When I wrote my first Training Manual entitled ‘Dealing with Demons’ it was an instant success. I was catapulted to fame. It was an instant success only it wasn’t because I immediately found myself being possessed by hordes of demons – they moved in en masse and took me over completely. They were in my hair, up my nose, in my fingernails, in my ears, everywhere. I became the dwelling place for umpteen thousand demons – never (to my knowledge anyway) had so many demons lived in one body. Not since biblical times, anyway.
So that wasn’t so great I suppose. I suppose it would be fair enough to say that that wasn’t particularly great. There would be days when I’d catch sight of myself in the mirror even years later and yet still see the signs of it. Days when I’d notice a certain greyness to my face and a certain haunted look in the eyes. That sort of thing. Reminders – you might say – of the days when I was acting as unwitting host to a horde of voracious demons that massed in unbelievable numbers within my body. They even inhabited my clothing, believe it or not – they were in my socks, in my shoes and even in that dreadful crumpled brown corduroy jacket that for some reason I used to wear back then. They liked to live in the pockets of that jacket – at least a dozen of them, maybe more.

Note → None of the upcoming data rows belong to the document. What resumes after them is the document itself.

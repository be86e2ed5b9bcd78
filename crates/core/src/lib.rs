//! Core types for layoutd
//!
//! This crate provides:
//! - Build unit identity and build-variant output directories
//! - Change batches with debounce and request merge semantics
//! - Collaborator traits (project context, tracked-file predicate, generator, refresh)
//! - Unit dependency graph with reverse-dependency closure
//! - Project configuration (`layoutd.toml`) and a config-backed project model

pub mod batch;
pub mod config;
pub mod error;
pub mod graph;
pub mod project;
pub mod traits;
pub mod unit;

// Re-exports
pub use batch::ChangeBatch;
pub use config::{GeneratorConfig, ProjectConfig, UnitConfig, WatchConfig, CONFIG_FILE_NAME};
pub use error::{CompileError, Error, Result};
pub use graph::DependencyGraph;
pub use project::{Project, UnitInfo};
pub use traits::{Generator, LogRefresh, NoRefresh, ProjectContext, RefreshSink, TrackedFiles};
pub use unit::{BuildVariant, UnitId};
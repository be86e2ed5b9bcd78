//! File system watching for layoutd
//!
//! This crate turns raw file-system events into debounced change batches:
//! - Raw event model and translation from `notify`
//! - Classification into changed/deleted tracked files (renames ignored)
//! - Quiet-period debouncing with last-state-wins merging
//! - Layout-file predicate with .gitignore/.layoutdignore support
//! - Overflow recovery by rescanning watched roots

pub mod classify;
pub mod debounce;
pub mod event;
pub mod fs;
pub mod ignore;
pub mod layout;
pub mod rescan;

pub use classify::{classify, Classified};
pub use debounce::{DebounceConfig, Debouncer};
pub use event::{RawEvent, RawEventKind, METADATA_PROPERTY, NAME_PROPERTY};
pub use fs::{FsWatcher, WatchEvent, WatchMessage};
pub use ignore::{IgnoreConfig, IgnoreRules, IGNORE_FILE_NAME};
pub use layout::LayoutFiles;
pub use rescan::rescan_roots;
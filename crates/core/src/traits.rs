//! Collaborator interfaces the pipeline consumes
//!
//! Everything the change pipeline knows about the host project, the code
//! generator and the editor goes through these traits. The project model may
//! change at any moment between two calls; implementations answer from their
//! current state and callers treat a missing answer as "nothing to do".

use std::collections::HashSet;
use std::path::{Path, PathBuf};

use crate::error::CompileError;
use crate::unit::{BuildVariant, UnitId};

/// Read-only view of the host project's units and dependency relation
pub trait ProjectContext: Send + Sync {
    /// Unit that owns `path`, if any
    fn find_owning_unit(&self, path: &Path) -> Option<UnitId>;

    /// Units depending on any of `units`
    ///
    /// May answer with direct dependents only or with the transitive set;
    /// the resolver expands to a fixpoint either way.
    fn reverse_dependents_of(&self, units: &HashSet<UnitId>) -> HashSet<UnitId>;

    /// Whether `unit` has been torn down (unknown units count as disposed)
    fn is_disposed(&self, unit: &UnitId) -> bool;

    /// Whether `unit` carries the layout-resource facet the generator needs
    fn has_layout_facet(&self, unit: &UnitId) -> bool;

    /// Currently selected build variant of `unit`, if one is selected
    fn build_variant(&self, unit: &UnitId) -> Option<BuildVariant>;
}

/// Predicate deciding whether a path is a user-authored layout file of a
/// unit the project manages
pub trait TrackedFiles: Send + Sync {
    /// Check if `path` should be tracked
    fn is_tracked(&self, path: &Path, project: &dyn ProjectContext) -> bool;
}

/// External incremental code generator
pub trait Generator: Send + Sync {
    /// Regenerate output for `changed` files and drop output for `removed` files
    fn compile_incremental(
        &self,
        changed: &[PathBuf],
        removed: &[PathBuf],
        output_dir: &Path,
    ) -> Result<(), CompileError>;
}

/// Fire-and-forget signal asking file-system-sync collaborators to refresh
pub trait RefreshSink: Send + Sync {
    /// Request an asynchronous refresh
    fn request_async_refresh(&self);
}

/// Refresh sink that does nothing
#[derive(Debug, Default, Clone, Copy)]
pub struct NoRefresh;

impl RefreshSink for NoRefresh {
    fn request_async_refresh(&self) {}
}

/// Refresh sink that only records the request in the log
#[derive(Debug, Default, Clone, Copy)]
pub struct LogRefresh;

impl RefreshSink for LogRefresh {
    fn request_async_refresh(&self) {
        tracing::info!("Generated sources updated, refresh requested");
    }
}
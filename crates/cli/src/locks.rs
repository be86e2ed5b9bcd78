//! Lock file ensuring one watcher per project

use anyhow::{Context, Result};
use serde::{Deserialize, Serialize};
use std::fs::{File, OpenOptions};
use std::io::{Read, Seek, SeekFrom, Write};
use std::path::{Path, PathBuf};

/// Exclusive watcher lock under `.layoutd/locks/daemon.lock`
pub struct DaemonLock {
    path: PathBuf,
    // Holds the flock for the lifetime of the lock
    _file: File,
}

/// Lock file content
#[derive(Debug, Serialize, Deserialize)]
pub struct LockContent {
    pub pid: u32,
    pub started_at: u64,
}

impl DaemonLock {
    /// Acquire the exclusive watcher lock
    ///
    /// Fails if another live process holds it. A lock left behind by a dead
    /// process is removed and acquisition retried once.
    pub fn acquire(state_dir: &Path) -> Result<Self> {
        Self::acquire_inner(state_dir, true)
    }

    fn acquire_inner(state_dir: &Path, retry_stale: bool) -> Result<Self> {
        let lock_path = Self::lock_path(state_dir);

        if let Some(parent) = lock_path.parent() {
            std::fs::create_dir_all(parent).context("Failed to create locks directory")?;
        }

        let mut file = OpenOptions::new()
            .create(true)
            .truncate(false)
            .read(true)
            .write(true)
            .open(&lock_path)
            .context("Failed to open lock file")?;

        if !try_flock_exclusive(&file)? {
            if retry_stale && Self::is_stale_lock(&mut file) {
                tracing::warn!("Removing stale watcher lock");
                drop(file);
                std::fs::remove_file(&lock_path)?;
                return Self::acquire_inner(state_dir, false);
            }
            anyhow::bail!(
                "Another layoutd watcher is already running for this project ({})",
                lock_path.display()
            );
        }

        Self::write_lock_content(&mut file)?;
        tracing::debug!("Acquired watcher lock {}", lock_path.display());

        Ok(Self {
            path: lock_path,
            _file: file,
        })
    }

    /// Path of the lock file under `state_dir`
    pub fn lock_path(state_dir: &Path) -> PathBuf {
        state_dir.join("locks").join("daemon.lock")
    }

    /// Read the holder of an existing lock, if any
    pub fn holder(state_dir: &Path) -> Option<LockContent> {
        let mut file = File::open(Self::lock_path(state_dir)).ok()?;
        Self::read_lock_content(&mut file).ok()
    }

    /// Release the lock and remove the lock file
    pub fn release(self) -> Result<()> {
        std::fs::remove_file(&self.path).context("Failed to remove lock file")?;
        Ok(())
    }

    /// A lock is stale when its recorded process is gone or it is unreadable
    fn is_stale_lock(file: &mut File) -> bool {
        match Self::read_lock_content(file) {
            Ok(content) => !is_process_alive(content.pid),
            Err(_) => true,
        }
    }

    fn write_lock_content(file: &mut File) -> Result<()> {
        let content = LockContent {
            pid: std::process::id(),
            started_at: current_timestamp_ms(),
        };
        let serialized =
            serde_json::to_string(&content).context("Failed to serialize lock content")?;

        file.set_len(0)?;
        file.seek(SeekFrom::Start(0))?;
        file.write_all(serialized.as_bytes())?;
        file.sync_all()?;
        Ok(())
    }

    fn read_lock_content(file: &mut File) -> Result<LockContent> {
        file.seek(SeekFrom::Start(0))?;
        let mut contents = String::new();
        file.read_to_string(&mut contents)?;
        serde_json::from_str(&contents).context("Failed to deserialize lock content")
    }
}

impl Drop for DaemonLock {
    fn drop(&mut self) {
        let _ = std::fs::remove_file(&self.path);
    }
}

/// Try to acquire an exclusive file lock without blocking
#[cfg(unix)]
fn try_flock_exclusive(file: &File) -> Result<bool> {
    use nix::fcntl::{flock, FlockArg};
    use std::os::unix::io::AsRawFd;

    match flock(file.as_raw_fd(), FlockArg::LockExclusiveNonblock) {
        Ok(()) => Ok(true),
        Err(nix::errno::Errno::EWOULDBLOCK) => Ok(false),
        Err(e) => Err(e.into()),
    }
}

#[cfg(not(unix))]
fn try_flock_exclusive(_file: &File) -> Result<bool> {
    Ok(true)
}

/// Check if a process exists (null signal)
#[cfg(unix)]
fn is_process_alive(pid: u32) -> bool {
    use nix::sys::signal::kill;
    use nix::unistd::Pid;

    let Ok(raw) = i32::try_from(pid) else {
        return false;
    };
    match kill(Pid::from_raw(raw), None) {
        Ok(()) => true,
        Err(nix::errno::Errno::ESRCH) => false,
        // EPERM: exists but owned by someone else
        Err(_) => true,
    }
}

#[cfg(not(unix))]
fn is_process_alive(_pid: u32) -> bool {
    true
}

fn current_timestamp_ms() -> u64 {
    std::time::SystemTime::now()
        .duration_since(std::time::UNIX_EPOCH)
        .map(|d| d.as_millis() as u64)
        .unwrap_or(0)
}
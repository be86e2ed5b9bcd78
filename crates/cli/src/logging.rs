//! Tracing subscriber setup

use anyhow::{Context, Result};
use std::path::Path;
use tracing_appender::non_blocking::WorkerGuard;
use tracing_subscriber::layer::SubscriberExt;
use tracing_subscriber::util::SubscriberInitExt;
use tracing_subscriber::{fmt, EnvFilter};

/// Install the global subscriber
///
/// `RUST_LOG` overrides the default level (info, or debug with `verbose`).
/// With `log_file`, events are also appended to that file through a
/// non-blocking writer; the returned guard must live until exit.
pub fn init(verbose: bool, log_file: Option<&Path>) -> Result<Option<WorkerGuard>> {
    let default_level = if verbose { "debug" } else { "info" };
    let filter = EnvFilter::try_from_default_env().unwrap_or_else(|_| EnvFilter::new(default_level));

    let stderr_layer = fmt::layer().with_target(false).with_writer(std::io::stderr);

    let Some(path) = log_file else {
        tracing_subscriber::registry()
            .with(filter)
            .with(stderr_layer)
            .init();
        return Ok(None);
    };

    let directory = match path.parent() {
        Some(parent) if !parent.as_os_str().is_empty() => parent,
        _ => Path::new("."),
    };
    let file_name = path
        .file_name()
        .with_context(|| format!("Invalid log file path: {}", path.display()))?;
    std::fs::create_dir_all(directory)
        .with_context(|| format!("Failed to create log directory {}", directory.display()))?;

    let (writer, guard) = tracing_appender::non_blocking(tracing_appender::rolling::never(directory, file_name));
    let file_layer = fmt::layer().with_ansi(false).with_writer(writer);

    tracing_subscriber::registry()
        .with(filter)
        .with(stderr_layer)
        .with(file_layer)
        .init();

    Ok(Some(guard))
}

The ‘dirty dozen’ I used to call them. They loved that old corduroy jacket of mine and in the end I had to throw it away. I eventually chucked it in a skip.
I don’t want to make too much of those demons. I don’t want to build them up too much – they’re stupid things really. No personality to them. It’s a mug’s game being a demon and don’t let anyone tell you otherwise. It’s a mug’s game being possessed by the bastards too – I’d smoke a joint and they’d get stoned instead of me! Or maybe it was the shit dope that I was smoking – Moroccan slate at twelve pounds a quarter. Can you believe that? That was a long time ago now course – that was back when I lived in the Ashmole estate just off the South Lambeth Rd in Southwark. Happy days! Or maybe not – it’s hard to know you see. It’s hard to know because of the nostalgia that overcomes me whenever I think of the old days. When I think about the life I had back then and the mates I used to hang around with. Mates like Speedy Frank, Tony and Adam. Those were good days and I’ll never see their like again. I know that beyond any shadow of a doubt – I’ll never see the likes of those days again…
Looking back on them it seems like every moment was precious. That’s how it is in my memory, anyway. That’s what it’s like in my memory. Every moment of those days was like a glass of very fine old wine. Not that I actually like wine mind you – I can’t stand the stuff and never could – but that’s the only analogy that comes to mind. Every moment was golden, every moment was golden. I guess it didn’t seem like it at the time – I can’t imagine what those moments did feel like, actually. Obviously enough. I can’t actually remember much about it, come to think of it. I haven’t the faintest idea what it actually felt like at the time. Maybe I was bored, maybe I was preoccupied. Maybe I was feeling miserable – I don’t know. Oddly enough, it hardly seems to matter now. It hardly seems to matter now and I shan’t bother about it. Who cares anyway? Who cares if I was bored or miserable or distracted with some bullshit or other. Certainly not me and if I’m not bothered then I don’t see how anyone else is going to give a damn!
Memories of the past, memories of the past. It sounds stupid saying that I know – what else would my memories be of? Memories of the future? Memories of an alternative reality? I don’t care if it sounds stupid though – I just like the sound of the words. I like the way they trickle off my tongue. It’s curious why the past often presents itself, in our possibly faulty memories, as being so golden. I wonder why that is? One answer that comes to me is that what I’m really doing here is mourning the passing of my youth. Particularly since I didn’t really appreciate that the time. Which I didn’t. That idea somehow fails to ring true – it’s too intellectual, too analytical. That was first thought that I had, the first thought that occurred to me, but then moments later another possibility came to mind, a much more poignant one. It occurred to me that when I think back to my old haunts such as the SLR and the Ashmole estate and Fentiman Road and Dorset Rd and Vauxhall Park, and so on, and it seems to me that I had the privilege of living in some sort of magical world, some sort of earthly paradise, then this isn’t the result of me wearing ‘rose-tinted spectacles’ or any crap like that. The real reason – it occurs to me – is that we can never appreciate our life, or where we’re living, at the time because our heads are too full of garbage, too full of rubbish. We are perennially distracted with inane nonsense you see. We’re too distracted. It’s only when we look back – after 30 or 40 years – that we remember things truly. So that would explain why everything seems like rubbish to me at the moment, in the current crappy phase of my life. It seems like rubbish to me because I’m just not able to appreciate it. I won’t appreciate it until I’m dead. So that’s a rather depressing thought, wouldn’t you say?